JMS: @BrianCBock MARINES ONLY TALK IN CAPS! YOU WANT ALTERNATE FONTS? YOU WANT 8 PT ITALICIZED HELVETICA? TRY THE AIR FORCE!
BrianCBock: @straczynski Comic sans?
JMS: THIS IS DRILL INSTRUCTOR STRACZYNSKI BACK FROM MANEUVERS AND I CANNOT BELIEVE THAT ONLY 500 OF YOU HAVE REACHED THE TOP OF THE HILL! I WANT ANOTHER FIVE HUNDRED PAIRS OF BOOTS ON TOP OF THAT HILL LIKING THE PAT TALLMAN FAN PAGE BEFORE THE DAY IS OUT OR THERE’S GONNA BE ALL KINDS OF HELL TO PAY!
WHAT KIND OF UNIT IS THIS ANYWAY? I’VE GOT PRIVATE LYNDON BARRY LYNDON, WHO CAN’T TELL IF HE’S COMING OR GOING, PRIVATE ZOLTAR WHOSE MOTHER THOUGHT HE WAS A VENUSIAN MONSTER, AND FRANKLY I’D HAVE TO CONCUR, AND PRIVATE DOWNING WHO THINKS SHE’S A STREEET IN LONDON! YOU ALL NEED TO GET THIS DONE WHETHER I’M HERE OR ON MANEUVERS! I CAN’T HOLD YOUR HAND! DO I *LOOK* LIKE YOUR MOTHER?
WHO THE HELL SAID YES?
Per Jacobsen: So has your account been hacked, or did someone steal your shift button?

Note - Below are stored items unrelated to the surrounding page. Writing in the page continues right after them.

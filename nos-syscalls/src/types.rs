//! System call type definitions
//!
//! This module contains system call numbers.

/// System call numbers
pub const SYS_FORK: u32 = 0;
pub const SYS_EXECV: u32 = 2;
pub const SYS_EXIT: u32 = 3;
pub const SYS_WAITPID: u32 = 4;
pub const SYS_GETPID: u32 = 5;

JMS: MARINES YELL, PRIVATE PEAR! IT’S WHAT WE DO!
Scott Ellis: This is why you shouldn’t take expired medication.
JMS: MARINES LOVE EXPIRED MEDICATION, PRIVATE ELLIS! IT’S WHAT KEEPS US IN THE TRENCHES WHEN EVERYBODY ELSE HAS LEFT! HARD TO RUN AWAY WHEN YOU’RE NOT SURE WHICH WAY IS UP!

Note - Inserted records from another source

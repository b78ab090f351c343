//! Exit rendezvous
//!
//! Hands an exit status from a child to its parent exactly once.
//!
//! Lock discipline: a waiting parent holds its own channel; an exiting child
//! holds its parent's channel while it flips its liveness flag, stores its
//! status and signals. A process never holds two channel locks at once.

use alloc::sync::Arc;

use nos_api::{Error, ExitStatus, KERNEL_PID, Pid, Result, WaitOptions};

use crate::lifecycle::ProcessManager;
use crate::waitchan::WaitChannel;

/// What happened to an exiting process's status
#[derive(Debug, Clone, Copy, PartialEq, Eq)]
pub enum ExitDisposition {
    /// Stored for the parent, which was woken
    Notified(Pid),
    /// Nobody can wait for it; the entry and channel were removed
    Orphaned,
}

impl ProcessManager {
    /// Releases the children of an exiting process
    ///
    /// Under the parent's own channel lock, children that already exited are
    /// reaped and running children are handed to the kernel. A child that
    /// races with this re-checks its parent under the same lock, so it either
    /// published its status before we looked (and is reaped here) or sees the
    /// kernel as its parent afterwards.
    pub fn release_children(&self, parent: Pid) -> usize {
        let Some(channel) = self.channels.get(parent) else {
            return 0;
        };
        let _guard = channel.lock();
        let exited = self.table.orphan_children(parent);
        for child in exited.iter() {
            let _ = self.table.remove(*child);
            let _ = self.channels.destroy(*child);
            crate::proc_trace!("process {}: reaped exited child {} on exit", parent, child);
        }
        exited.len()
    }

    /// Publishes the exit status of `pid` to its parent
    ///
    /// If the parent is gone, or is the kernel, the process removes its own
    /// table entry and wait channel instead.
    pub fn report_exit(&self, pid: Pid, status: ExitStatus) -> Result<ExitDisposition> {
        loop {
            let parent = self.table.parent_of(pid).ok_or(Error::NoSuchProcess)?;
            let channel = if parent == KERNEL_PID {
                None
            } else {
                self.channels.get(parent)
            };

            let Some(channel) = channel else {
                self.table.remove(pid)?;
                let _ = self.channels.destroy(pid);
                crate::proc_debug!("process {}: {}, no parent left to notify", pid, status);
                return Ok(ExitDisposition::Orphaned);
            };

            let guard = channel.lock();
            if self.table.parent_of(pid) != Some(parent) {
                // Orphaned while we were taking the lock.
                continue;
            }
            self.table.mark_not_running(pid)?;
            self.table.set_exit(pid, status)?;
            guard.broadcast();
            crate::proc_debug!("process {}: {}, notified parent {}", pid, status, parent);
            return Ok(ExitDisposition::Notified(parent));
        }
    }

    /// Waits for child `pid` of `parent` to exit and reaps it
    ///
    /// No wait options are supported. A reaped child cannot be waited for
    /// again.
    pub fn wait_for_child(&self, parent: Pid, pid: Pid, options: WaitOptions) -> Result<ExitStatus> {
        let channel: Arc<WaitChannel> = self.channels.get(parent).ok_or(Error::NoSuchProcess)?;
        let mut guard = channel.lock();

        if !self.table.exists(pid) {
            return Err(Error::NoSuchProcess);
        }
        if !options.is_empty() {
            return Err(Error::InvalidArgument("unsupported wait options"));
        }
        if !self.table.is_child_of(pid, parent) {
            return Err(Error::InvalidArgument("not a child of the caller"));
        }

        while self.table.is_running(pid) {
            guard.wait();
        }

        let status = self.table.get_exit(pid)?;
        self.table.remove(pid)?;
        let _ = self.channels.destroy(pid);
        drop(guard);

        crate::proc_debug!("process {}: reaped child {} ({})", parent, pid, status);
        Ok(status)
    }
}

TourGuide Ted: Despite being cute and furry I still obeyed orders this morning, Sir!
John Ryan Decker: Sir! Yessir! I mean Nossir! About the handholding Sir! Just gonna start running now Sir…
JMS: OUTSTANDING, MARINES! DIG IN AND KEEP YOUR HEADS DOWN, BRINGIN THE RAIN!